Many of the same transportation policies and practices that perpetuate traffic injuries and deaths also foster chronic diseases and environmental degradation, thus contributing in multiple ways to exacerbating poor health and health inequalities.

The reauthorization of the federal surface transportation act –a multi-year, multi-billion dollar federal bill which funds transportation at the national, state and local levels –is an opportunity to structure transportation programs to reduce the burden on the health care system, the economy, and society at large. The current political, social, and economic climate offers an opportunity to foster a national transportation strategy that addresses the complex health issues impacted by transportation policies and to help develop new norms.

This presentation will make clear the links between our current transportation system and high death and injury rates and present specific strategies and policy goals which can be implemented to create safer healthier communities.

Learning Objectives:
- Explain the links between injury, death and transportation planning and policy. - Identify strategies to create safer, healthier transportation systems which minimize injury and death. - Articulate the importance of transportation policy to injury prevention and more generally to public health. - Identify ways for health professionals and advocates to get involved in transportation policy.

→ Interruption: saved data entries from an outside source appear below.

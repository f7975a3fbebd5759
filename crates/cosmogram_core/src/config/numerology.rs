//! Numerology constants: the single source of every layout ratio.
//!
//! # Invariants
//! - Every value is finite and strictly positive.
//! - Invalid overrides are discarded per key; unknown keys are ignored.

use super::value::positive_number;
use log::debug;
use serde::{Deserialize, Serialize};
use serde_json::Value;

/// Named numerology constants.
#[derive(Debug, Clone, Copy, PartialEq, Serialize, Deserialize)]
#[serde(rename_all = "SCREAMING_SNAKE_CASE")]
pub struct NumerologyConstants {
    pub three: f64,
    pub seven: f64,
    pub nine: f64,
    pub eleven: f64,
    #[serde(rename = "TWENTYTWO")]
    pub twenty_two: f64,
    #[serde(rename = "THIRTYTHREE")]
    pub thirty_three: f64,
    #[serde(rename = "NINETYNINE")]
    pub ninety_nine: f64,
    #[serde(rename = "ONEFORTYFOUR")]
    pub one_forty_four: f64,
    pub golden_ratio: f64,
}

impl Default for NumerologyConstants {
    fn default() -> Self {
        Self {
            three: 3.0,
            seven: 7.0,
            nine: 9.0,
            eleven: 11.0,
            twenty_two: 22.0,
            thirty_three: 33.0,
            ninety_nine: 99.0,
            one_forty_four: 144.0,
            golden_ratio: (1.0 + 5.0_f64.sqrt()) / 2.0,
        }
    }
}

impl NumerologyConstants {
    /// Key/value view in declaration order, using the external key names.
    pub fn entries(&self) -> [(&'static str, f64); 9] {
        [
            ("THREE", self.three),
            ("SEVEN", self.seven),
            ("NINE", self.nine),
            ("ELEVEN", self.eleven),
            ("TWENTYTWO", self.twenty_two),
            ("THIRTYTHREE", self.thirty_three),
            ("NINETYNINE", self.ninety_nine),
            ("ONEFORTYFOUR", self.one_forty_four),
            ("GOLDEN_RATIO", self.golden_ratio),
        ]
    }

    fn slot_mut(&mut self, key: &str) -> Option<&mut f64> {
        match key {
            "THREE" => Some(&mut self.three),
            "SEVEN" => Some(&mut self.seven),
            "NINE" => Some(&mut self.nine),
            "ELEVEN" => Some(&mut self.eleven),
            "TWENTYTWO" => Some(&mut self.twenty_two),
            "THIRTYTHREE" => Some(&mut self.thirty_three),
            "NINETYNINE" => Some(&mut self.ninety_nine),
            "ONEFORTYFOUR" => Some(&mut self.one_forty_four),
            "GOLDEN_RATIO" => Some(&mut self.golden_ratio),
            _ => None,
        }
    }
}

/// Normalizes any candidate value into complete constants.
pub fn normalize_constants(candidate: &Value) -> NumerologyConstants {
    let mut constants = NumerologyConstants::default();
    let Some(object) = candidate.as_object() else {
        return constants;
    };

    for (key, raw) in object {
        let Some(slot) = constants.slot_mut(key) else {
            continue;
        };
        match positive_number(Some(raw)) {
            Some(number) => *slot = number,
            None => debug!("event=constant_default module=config key={key}"),
        }
    }
    constants
}
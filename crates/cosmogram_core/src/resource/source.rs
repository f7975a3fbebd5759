//! Loadable external sources for palette, schema and registry documents.

use async_trait::async_trait;
use std::error::Error;
use std::fmt::{Display, Formatter};
use std::path::PathBuf;

/// One candidate location for an external document.
#[async_trait]
pub trait ResourceSource: Send + Sync {
    /// Human-readable name used in notices and logs.
    fn label(&self) -> String;

    /// Loads the raw document text.
    async fn load(&self) -> Result<String, SourceError>;
}

/// Document read from the local file system.
#[derive(Debug, Clone, PartialEq, Eq)]
pub struct FileSource {
    path: PathBuf,
}

impl FileSource {
    pub fn new(path: impl Into<PathBuf>) -> Self {
        Self { path: path.into() }
    }
}

#[async_trait]
impl ResourceSource for FileSource {
    fn label(&self) -> String {
        self.path.display().to_string()
    }

    async fn load(&self) -> Result<String, SourceError> {
        tokio::fs::read_to_string(&self.path)
            .await
            .map_err(|err| SourceError::Io {
                source_label: self.label(),
                message: err.to_string(),
            })
    }
}

/// Document embedded by the caller, e.g. bundled with the binary.
#[derive(Debug, Clone, PartialEq, Eq)]
pub struct InlineSource {
    label: String,
    text: String,
}

impl InlineSource {
    pub fn new(label: impl Into<String>, text: impl Into<String>) -> Self {
        Self {
            label: label.into(),
            text: text.into(),
        }
    }
}

#[async_trait]
impl ResourceSource for InlineSource {
    fn label(&self) -> String {
        self.label.clone()
    }

    async fn load(&self) -> Result<String, SourceError> {
        Ok(self.text.clone())
    }
}

/// Soft failure of one source attempt.
///
/// Never surfaced to callers as an error; the resolver records it and moves
/// on to the next candidate.
#[derive(Debug, Clone, PartialEq, Eq)]
pub enum SourceError {
    Io {
        source_label: String,
        message: String,
    },
    Timeout {
        source_label: String,
        after_ms: u128,
    },
    Parse {
        source_label: String,
        message: String,
    },
    Unavailable {
        source_label: String,
        reason: String,
    },
}

impl SourceError {
    pub fn source_label(&self) -> &str {
        match self {
            Self::Io { source_label, .. }
            | Self::Timeout { source_label, .. }
            | Self::Parse { source_label, .. }
            | Self::Unavailable { source_label, .. } => source_label,
        }
    }
}

impl Display for SourceError {
    fn fmt(&self, f: &mut Formatter<'_>) -> std::fmt::Result {
        match self {
            Self::Io {
                source_label,
                message,
            } => write!(f, "source `{source_label}` could not be read: {message}"),
            Self::Timeout {
                source_label,
                after_ms,
            } => write!(f, "source `{source_label}` timed out after {after_ms}ms"),
            Self::Parse {
                source_label,
                message,
            } => write!(f, "source `{source_label}` is malformed: {message}"),
            Self::Unavailable {
                source_label,
                reason,
            } => write!(f, "source `{source_label}` is unavailable: {reason}"),
        }
    }
}

impl Error for SourceError {}
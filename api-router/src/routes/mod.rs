pub mod health;
pub mod stories;
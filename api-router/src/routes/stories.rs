use axum::{extract::State, response::IntoResponse, Json};

use crate::{
    api_state::ApiState,
    error::ApiError,
    query::{summary, StoriesResponse},
};

pub async fn get_stories(State(state): State<ApiState>) -> Result<impl IntoResponse, ApiError> {
    let stories = state.query.get_stories().await?;
    Ok(Json(StoriesResponse { stories }))
}

pub async fn get_summary(State(state): State<ApiState>) -> Result<impl IntoResponse, ApiError> {
    let snapshot = state.query.snapshot().await?;
    let body = serde_json::to_value(summary(snapshot.as_ref()))
        .map_err(|err| ApiError::InternalError(err.to_string()))?;
    Ok(Json(body))
}
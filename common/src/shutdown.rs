use tokio_util::sync::CancellationToken;
use tracing::info;

/// Cooperative stop signal shared between the process that owns the ingestion
/// worker and the worker itself.
///
/// The owner keeps the controller and hands [`ShutdownController::signal`] to the
/// worker. Requesting a stop is idempotent and stays valid after the worker has
/// exited.
#[derive(Clone, Debug, Default)]
pub struct ShutdownController {
    token: CancellationToken,
}

/// Read side of a [`ShutdownController`], polled from inside the worker loop.
#[derive(Clone, Debug)]
pub struct ShutdownSignal {
    token: CancellationToken,
}

impl ShutdownController {
    pub fn new() -> Self {
        Self::default()
    }

    pub fn request_stop(&self) {
        if self.token.is_cancelled() {
            return;
        }
        info!("stop requested for ingestion worker");
        self.token.cancel();
    }

    pub fn is_stop_requested(&self) -> bool {
        self.token.is_cancelled()
    }

    pub fn signal(&self) -> ShutdownSignal {
        ShutdownSignal {
            token: self.token.clone(),
        }
    }
}

impl ShutdownSignal {
    pub fn is_stop_requested(&self) -> bool {
        self.token.is_cancelled()
    }

    /// Resolves once a stop has been requested.
    pub async fn stopped(&self) {
        self.token.cancelled().await;
    }
}
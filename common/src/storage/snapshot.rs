use std::sync::Arc;

use chrono::Utc;
use tracing::{debug, info};

use crate::{
    error::AppError,
    storage::{
        db::SurrealDbClient,
        types::{
            entity::{Entity, TopicLabel},
            snapshot::{Snapshot, SnapshotPayload, SnapshotPayloadRef, SnapshotRecord},
        },
    },
};

/// Durable home of the latest published snapshot.
///
/// Entities and labels are serialized into one composite record and written with a
/// single upsert, so a reader observes either the previous snapshot or the new one,
/// never a mix. There is one writer (the ingestion worker); readers never lock.
#[derive(Clone)]
pub struct SnapshotCache {
    db: Arc<SurrealDbClient>,
}

impl SnapshotCache {
    pub const RECORD_ID: &'static str = "latest";

    pub fn new(db: Arc<SurrealDbClient>) -> Self {
        Self { db }
    }

    /// Publishes a new snapshot and returns its version.
    ///
    /// Refuses misaligned input, so every stored snapshot satisfies
    /// `entities.len() == labels.len()`. Refuses non-finite embeddings, which
    /// would make the stored payload unreadable.
    pub async fn publish(
        &self,
        entities: &[Entity],
        labels: &[TopicLabel],
    ) -> Result<u64, AppError> {
        if entities.len() != labels.len() {
            return Err(AppError::Validation(format!(
                "refusing to publish {} entities with {} labels",
                entities.len(),
                labels.len()
            )));
        }

        if let Some(entity) = entities.iter().find(|entity| !entity.has_finite_embedding()) {
            return Err(AppError::Validation(format!(
                "refusing to publish non-finite embedding for {}",
                entity.reference
            )));
        }

        let previous: Option<SnapshotRecord> = self.db.get_item(Self::RECORD_ID).await?;
        let version = previous
            .as_ref()
            .map_or(1, |record| record.version.saturating_add(1));
        let now = Utc::now();

        let payload = serde_json::to_string(&SnapshotPayloadRef { entities, labels })?;
        let record = SnapshotRecord {
            id: Self::RECORD_ID.to_string(),
            created_at: previous.map_or(now, |record| record.created_at),
            updated_at: now,
            version,
            entity_count: entities.len() as u64,
            label_count: labels.len() as u64,
            payload,
        };

        self.db.upsert_item(record).await?;

        info!(
            version,
            entity_count = entities.len(),
            "snapshot published"
        );
        Ok(version)
    }

    /// Loads the latest snapshot, `None` when nothing has been published yet.
    pub async fn load(&self) -> Result<Option<Snapshot>, AppError> {
        let Some(record) = self.db.get_item::<SnapshotRecord>(Self::RECORD_ID).await? else {
            debug!("no snapshot published yet");
            return Ok(None);
        };

        let SnapshotPayload { entities, labels } = serde_json::from_str(&record.payload)?;

        Ok(Some(Snapshot {
            version: record.version,
            published_at: record.updated_at,
            entities,
            labels,
        }))
    }
}

#[cfg(test)]
mod tests {
    use super::*;
    use crate::storage::types::entity::RawDocument;
    use serde_json::Map;
    use uuid::Uuid;

    async fn cache() -> SnapshotCache {
        let db = SurrealDbClient::memory("snapshot_test", &Uuid::new_v4().to_string())
            .await
            .expect("Failed to start in-memory surrealdb");
        SnapshotCache::new(Arc::new(db))
    }

    fn entity(batch: &str, position: usize, text: &str, ts: Option<&str>) -> Entity {
        Entity::from_raw(
            batch,
            position,
            RawDocument {
                text: text.into(),
                ts: ts.map(Into::into),
                passthrough: Map::new(),
            },
            vec![0.25, -0.5, 1.0],
        )
    }

    #[tokio::test]
    async fn load_without_publish_is_none() {
        let cache = cache().await;
        assert!(cache.load().await.expect("load succeeds").is_none());
    }

    #[tokio::test]
    async fn publish_then_load_returns_verbatim() {
        let cache = cache().await;
        let entities = vec![
            entity("1", 0, "a", Some("2024-01-02")),
            entity("1", 1, "b", None),
        ];
        let labels = vec![3, -1];

        let version = cache.publish(&entities, &labels).await.expect("publish");
        assert_eq!(version, 1);

        let snapshot = cache.load().await.expect("load").expect("snapshot present");
        assert_eq!(snapshot.version, 1);
        assert_eq!(snapshot.entities, entities);
        assert_eq!(snapshot.labels, labels);
        assert!(snapshot.is_aligned());
    }

    #[tokio::test]
    async fn republish_replaces_and_bumps_version() {
        let cache = cache().await;
        let first = vec![entity("1", 0, "a", None)];
        cache.publish(&first, &[0]).await.expect("first publish");

        let mut second = first.clone();
        second.push(entity("2", 0, "b", None));
        let version = cache.publish(&second, &[1, 1]).await.expect("second publish");
        assert_eq!(version, 2);

        let snapshot = cache.load().await.expect("load").expect("snapshot present");
        assert_eq!(snapshot.entities.len(), 2);
        assert_eq!(snapshot.labels, vec![1, 1]);
    }

    #[tokio::test]
    async fn misaligned_publish_is_rejected_and_keeps_previous() {
        let cache = cache().await;
        let entities = vec![entity("1", 0, "a", None)];
        cache.publish(&entities, &[0]).await.expect("publish");

        let err = cache
            .publish(&entities, &[0, 1])
            .await
            .expect_err("length mismatch");
        assert!(matches!(err, AppError::Validation(_)));

        let snapshot = cache.load().await.expect("load").expect("snapshot present");
        assert_eq!(snapshot.version, 1);
        assert_eq!(snapshot.labels, vec![0]);
    }

    #[tokio::test]
    async fn non_finite_embedding_is_rejected_and_keeps_previous() {
        let cache = cache().await;
        let entities = vec![entity("1", 0, "a", None)];
        cache.publish(&entities, &[0]).await.expect("publish");

        let mut poisoned = entity("2", 0, "b", None);
        poisoned.embedding = vec![f32::NAN, 1.0];
        let err = cache
            .publish(&[poisoned], &[0])
            .await
            .expect_err("non-finite embedding");
        assert!(matches!(err, AppError::Validation(_)));

        let snapshot = cache.load().await.expect("load").expect("snapshot present");
        assert_eq!(snapshot.version, 1);
        assert_eq!(snapshot.entities, entities);
    }
}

Keywords: Injury Prevention, Environmental Justice

Presenting author's disclosure statement:

Qualified on the content I am responsible for because: Executive Director of Prevention Institute, specializing in injury prevention. Author of Injury Prevention, Health and Transportation commissioned by the Healthy Eating, Active Living Convergence Partnership (not yet published) Developed the spectrum of prevention and many years as an injury prevention specialist.
Any relevant financial relationships? No

I agree to comply with the American Public Health Association Conflict of Interest and Commercial Support Guidelines, and to disclose to the participants any off-label or experimental uses of a commercial product or service discussed in my presentation.